Archives March 2023

Epilepsy Diagnosis and Treatment

To diagnose your condition, your doctor will review your symptoms and medical history. Your doctor may order several tests to diagnose epilepsy and determine the cause of seizures.

Your evaluation for Epilepsy includes:

A neurological exam. Your doctor may test your behavior, motor abilities, mental function and other areas to diagnose your condition and determine the type of epilepsy you may have.

Blood tests. Your doctor may take a blood sample to check for signs of infections, genetic conditions or other conditions that may be associated with seizures.

Your doctor may also suggest tests to detect brain abnormalities, such as:

Electroencephalogram (EEG). This is the most common test used to diagnose epilepsy. In this test, electrodes are attached to your scalp with a paste-like substance or cap. The electrodes record the electrical activity of your brain.

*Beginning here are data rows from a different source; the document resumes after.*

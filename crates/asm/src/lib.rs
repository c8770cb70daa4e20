// SPDX-License-Identifier: BUSL-1.1
// Copyright (c) 2026 Alfred Jean LLC

// Allow panic!/unwrap/expect in test code
#![cfg_attr(test, allow(clippy::panic))]
#![cfg_attr(test, allow(clippy::unwrap_used))]
#![cfg_attr(test, allow(clippy::expect_used))]

//! sonde-asm: text assembly format for sonde programs
//!
//! ```text
//! # factorial
//! fn fact(n)
//!     load n; push 1; le
//!     jump_if_false recurse
//!     push 1; return
//! recurse:
//!     load n; load n; push 1; sub
//!     call fact 1
//!     mul; return
//! end
//! ```
//!
//! Statements on one source line share that line number in the unit's line
//! table. Local names are allocated on first use, parameters first.

mod disasm;
mod parser;

pub use disasm::disassemble;
pub use parser::{parse, AsmError};
// SPDX-License-Identifier: BUSL-1.1
// Copyright (c) 2026 Alfred Jean LLC

//! Host-provided functions callable with the `native` instruction

use crate::value::Value;
use sonde_core::Exception;
use std::collections::HashMap;
use std::fmt;
use std::sync::Arc;

pub type NativeFn = Arc<dyn Fn(&[Value]) -> Result<Value, Exception> + Send + Sync>;

/// Table of native functions by name
#[derive(Clone, Default)]
pub struct Natives {
    table: HashMap<Arc<str>, NativeFn>,
}

impl Natives {
    pub fn new() -> Self {
        Self::default()
    }

    /// Table with `str`, `len`, `abs`, and `fail`
    pub fn builtins() -> Self {
        let mut natives = Self::new();
        natives.register("str", |args| {
            let [value] = expect_args::<1>("str", args)?;
            Ok(Value::str(&value.to_string()))
        });
        natives.register("len", |args| match expect_args::<1>("len", args)? {
            [Value::Str(s)] => Ok(Value::Int(s.chars().count() as i64)),
            [other] => Err(Exception::type_error(format!(
                "len() of a {} value",
                other.type_name()
            ))),
        });
        natives.register("abs", |args| match expect_args::<1>("abs", args)? {
            [Value::Int(n)] => n
                .checked_abs()
                .map(Value::Int)
                .ok_or_else(|| Exception::new("OverflowError", "abs overflowed")),
            [other] => Err(Exception::type_error(format!(
                "abs() of a {} value",
                other.type_name()
            ))),
        });
        natives.register("fail", |args| {
            let [message] = expect_args::<1>("fail", args)?;
            Err(Exception::new("Error", message.to_string()))
        });
        natives
    }

    pub fn register<F>(&mut self, name: &str, f: F)
    where
        F: Fn(&[Value]) -> Result<Value, Exception> + Send + Sync + 'static,
    {
        self.table.insert(Arc::from(name), Arc::new(f));
    }

    pub fn get(&self, name: &str) -> Option<&NativeFn> {
        self.table.get(name)
    }

    pub fn names(&self) -> impl Iterator<Item = &str> {
        self.table.keys().map(|k| &**k)
    }
}

impl fmt::Debug for Natives {
    fn fmt(&self, f: &mut fmt::Formatter<'_>) -> fmt::Result {
        let mut names: Vec<_> = self.names().collect();
        names.sort_unstable();
        f.debug_struct("Natives").field("names", &names).finish()
    }
}

fn expect_args<const N: usize>(name: &str, args: &[Value]) -> Result<[Value; N], Exception> {
    <[Value; N]>::try_from(args.to_vec()).map_err(|_| {
        Exception::type_error(format!(
            "{}() takes {} arguments, got {}",
            name,
            N,
            args.len()
        ))
    })
}

#[cfg(test)]
#[path = "native_tests.rs"]
mod tests;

If you have epilepsy, it’s common to have changes in your normal pattern of brain waves, even when you’re not having a seizure. Your doctor may monitor you on video when conducting an EEG while you’re awake or asleep, to record any seizures you experience. Recording the seizures may help the doctor determine what kind of seizures you’re having or rule out other conditions.

The test may be done in a doctor’s office or the hospital. If appropriate, you may also have an ambulatory EEG, which you wear at home while the EEG records seizure activity over the course of a few days.

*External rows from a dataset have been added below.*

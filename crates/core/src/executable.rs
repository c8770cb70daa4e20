// SPDX-License-Identifier: BUSL-1.1
// Copyright (c) 2026 Alfred Jean LLC

//! Instrumented executable form of a code unit

use crate::error::MonitorError;
use crate::event::EventSet;
use serde::{Deserialize, Serialize};
use std::fmt;

/// Opaque marker id in `[0, 255]`
#[derive(Clone, Copy, Debug, PartialEq, Eq, Hash, PartialOrd, Ord, Serialize, Deserialize)]
pub struct MarkerId(pub u8);

impl TryFrom<u32> for MarkerId {
    type Error = MonitorError;

    fn try_from(value: u32) -> Result<Self, Self::Error> {
        u8::try_from(value).map(MarkerId).map_err(|_| {
            MonitorError::InvalidArgument(format!("marker id {} outside [0, 255]", value))
        })
    }
}

impl fmt::Display for MarkerId {
    fn fmt(&self, f: &mut fmt::Formatter<'_>) -> fmt::Result {
        write!(f, "{}", self.0)
    }
}

/// Interception point at one offset
#[derive(Clone, Copy, Debug, Default, PartialEq, Eq)]
pub struct Trap {
    /// Instrumented kinds that fire here
    pub events: EventSet,
    /// Marker armed at this offset
    pub marker: Option<MarkerId>,
}

impl Trap {
    pub fn is_empty(&self) -> bool {
        self.events.is_empty() && self.marker.is_none()
    }
}

/// A unit's executable form for one activation state.
///
/// The trap table is empty when nothing is armed, so idle execution does a
/// single bounds check per instruction.
#[derive(Clone, Debug, PartialEq, Eq)]
pub struct Executable {
    version: u64,
    events: EventSet,
    traps: Box<[Option<Trap>]>,
}

impl Executable {
    /// Uninstrumented form
    pub fn idle() -> Self {
        Self {
            version: 0,
            events: EventSet::EMPTY,
            traps: Box::new([]),
        }
    }

    /// Build from per-offset traps; drops the table when no trap is present
    pub fn new(version: u64, events: EventSet, traps: Vec<Option<Trap>>) -> Self {
        let traps = if traps.iter().all(Option::is_none) {
            Box::new([]) as Box<[Option<Trap>]>
        } else {
            traps.into_boxed_slice()
        };
        Self {
            version,
            events,
            traps,
        }
    }

    pub fn version(&self) -> u64 {
        self.version
    }

    /// Effective event set this form was built for
    pub fn events(&self) -> EventSet {
        self.events
    }

    pub fn trap(&self, offset: usize) -> Option<&Trap> {
        self.traps.get(offset)?.as_ref()
    }

    /// Offsets that carry a trap, in order
    pub fn trapped_offsets(&self) -> impl Iterator<Item = usize> + '_ {
        self.traps
            .iter()
            .enumerate()
            .filter_map(|(offset, trap)| trap.as_ref().map(|_| offset))
    }

    pub fn trap_count(&self) -> usize {
        self.traps.iter().filter(|t| t.is_some()).count()
    }

    /// No traps and no check-only kinds
    pub fn is_idle(&self) -> bool {
        self.traps.is_empty() && self.events.is_empty()
    }

    /// Same traps and event set, ignoring version
    pub fn same_layout(&self, other: &Executable) -> bool {
        self.events == other.events && self.same_traps(other)
    }

    /// Same trap table; the check-only event set may differ
    pub fn same_traps(&self, other: &Executable) -> bool {
        self.traps == other.traps
    }
}

#[cfg(test)]
#[path = "executable_tests.rs"]
mod tests;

Your doctor may give you instructions to do something that will cause seizures, such as getting little sleep prior to the test.

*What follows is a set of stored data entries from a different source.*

// SPDX-License-Identifier: BUSL-1.1
// Copyright (c) 2026 Alfred Jean LLC

//! Append-only JSON-lines audit log

use serde::{Deserialize, Serialize};
use sonde_core::{AuditHook, AuditRecord};
use std::fs::{File, OpenOptions};
use std::io::{self, BufRead, BufReader, Write};
use std::path::{Path, PathBuf};
use std::sync::Mutex;
use thiserror::Error;

/// Errors that can occur reading or writing the audit log
#[derive(Debug, Error)]
pub enum AuditLogError {
    #[error("IO error: {0}")]
    Io(#[from] io::Error),
    #[error("JSON error on line {line}: {source}")]
    Json {
        line: usize,
        #[source]
        source: serde_json::Error,
    },
    #[error("JSON error: {0}")]
    Encode(#[from] serde_json::Error),
}

/// One line of the audit log
#[derive(Clone, Debug, PartialEq, Eq, Serialize, Deserialize)]
pub struct LoggedRecord {
    pub seq: u64,
    #[serde(flatten)]
    pub record: AuditRecord,
}

struct Writer {
    file: File,
    sequence: u64,
}

/// Audit hook that appends every record to a file, one JSON object per line.
///
/// Sequence numbers continue from the records already in the file.
pub struct JsonlAuditLog {
    path: PathBuf,
    writer: Mutex<Writer>,
}

impl JsonlAuditLog {
    /// Open or create an audit log at the given path
    pub fn open(path: impl Into<PathBuf>) -> Result<Self, AuditLogError> {
        let path = path.into();
        if let Some(parent) = path.parent().filter(|p| !p.as_os_str().is_empty()) {
            std::fs::create_dir_all(parent)?;
        }
        let file = OpenOptions::new().create(true).append(true).open(&path)?;

        let reader = BufReader::new(File::open(&path)?);
        let mut sequence = 0;
        for line in reader.lines() {
            if !line?.trim().is_empty() {
                sequence += 1;
            }
        }

        tracing::debug!(path = %path.display(), sequence, "audit log opened");
        Ok(Self {
            path,
            writer: Mutex::new(Writer { file, sequence }),
        })
    }

    pub fn path(&self) -> &Path {
        &self.path
    }

    /// Sequence number of the last record written
    pub fn sequence(&self) -> u64 {
        self.writer.lock().unwrap_or_else(|e| e.into_inner()).sequence
    }

    /// Append a record, returning its sequence number
    pub fn append(&self, record: &AuditRecord) -> Result<u64, AuditLogError> {
        let mut writer = self.writer.lock().unwrap_or_else(|e| e.into_inner());
        let entry = LoggedRecord {
            seq: writer.sequence + 1,
            record: record.clone(),
        };
        let line = serde_json::to_string(&entry)?;
        writeln!(writer.file, "{}", line)?;
        writer.file.flush()?;
        writer.sequence = entry.seq;
        Ok(entry.seq)
    }

    /// Read every record from the log at `path`; a missing file is empty
    pub fn read_all(path: &Path) -> Result<Vec<LoggedRecord>, AuditLogError> {
        let file = match File::open(path) {
            Ok(f) => f,
            Err(e) if e.kind() == io::ErrorKind::NotFound => return Ok(Vec::new()),
            Err(e) => return Err(e.into()),
        };

        let mut records = Vec::new();
        for (index, line) in BufReader::new(file).lines().enumerate() {
            let line = line?;
            if line.trim().is_empty() {
                continue;
            }
            let entry = serde_json::from_str(&line).map_err(|source| AuditLogError::Json {
                line: index + 1,
                source,
            })?;
            records.push(entry);
        }
        Ok(records)
    }
}

impl AuditHook for JsonlAuditLog {
    fn record(&self, record: &AuditRecord) {
        if let Err(e) = self.append(record) {
            tracing::warn!(
                path = %self.path.display(),
                event = record.name(),
                error = %e,
                "failed to write audit record"
            );
        }
    }
}

impl std::fmt::Debug for JsonlAuditLog {
    fn fmt(&self, f: &mut std::fmt::Formatter<'_>) -> std::fmt::Result {
        f.debug_struct("JsonlAuditLog")
            .field("path", &self.path)
            .field("sequence", &self.sequence())
            .finish()
    }
}

#[cfg(test)]
#[path = "jsonl_tests.rs"]
mod tests;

High-density EEG. In a variation of an EEG test, your doctor may recommend high-density EEG, which spaces electrodes more closely than conventional EEG — about a half a centimeter apart. High-density EEG may help your doctor more precisely determine which areas of your brain are affected by seizures.

Computerized tomography (CT) scan. A CT scan uses X-rays to obtain cross-sectional images of your brain. CT scans can reveal abnormalities in the structure of your brain that might be causing your seizures, such as tumors, bleeding and cysts.

Magnetic resonance imaging (MRI). An MRI uses powerful magnets and radio waves to create a detailed view of your brain. Your doctor may be able to detect lesions or abnormalities in your brain that could be causing your seizures.

Functional MRI (fMRI). A functional MRI measures the changes in blood flow that occur when specific parts of your brain are working. Doctors may use an fMRI before surgery to identify the exact locations of critical functions, such as speech and movement, so that surgeons can avoid injuring those places while operating.

Positron emission tomography (PET). PET scans use a small amount of low-dose radioactive material that’s injected into a vein to help visualize metabolic activity of the brain and detect abnormalities. Areas of the brain with low metabolism may indicate where seizures occur.

Single-photon emission computerized tomography (SPECT). This type of test is used primarily if you’ve had an MRI and EEG that didn’t pinpoint the location in your brain where the seizures are originating.

SPECT test uses a small amount of low-dose radioactive material that’s injected into a vein to create a detailed, 3D map of the blood flow activity in your brain during seizures. Areas of higher than normal blood flow during a seizure may indicate where seizures occur.

Doctors may also conduct a form of a SPECT test called subtraction ictal SPECT coregistered to MRI (SISCOM), which may provide even more-detailed results by overlapping the SPECT results with a patient’s brain MRI.

Neuropsychological tests. In these tests, doctors assess your thinking, memory and speech skills. The test results help doctors determine which areas of your brain are affected.

Along with your test results, your doctor may use a combination of analysis techniques to help pinpoint where in the brain seizures start:

Statistical parametric mapping (SPM). SPM is a method of comparing areas of the brain that have increased blood flow during seizures to normal brains, which can give doctors an idea of where seizures begin.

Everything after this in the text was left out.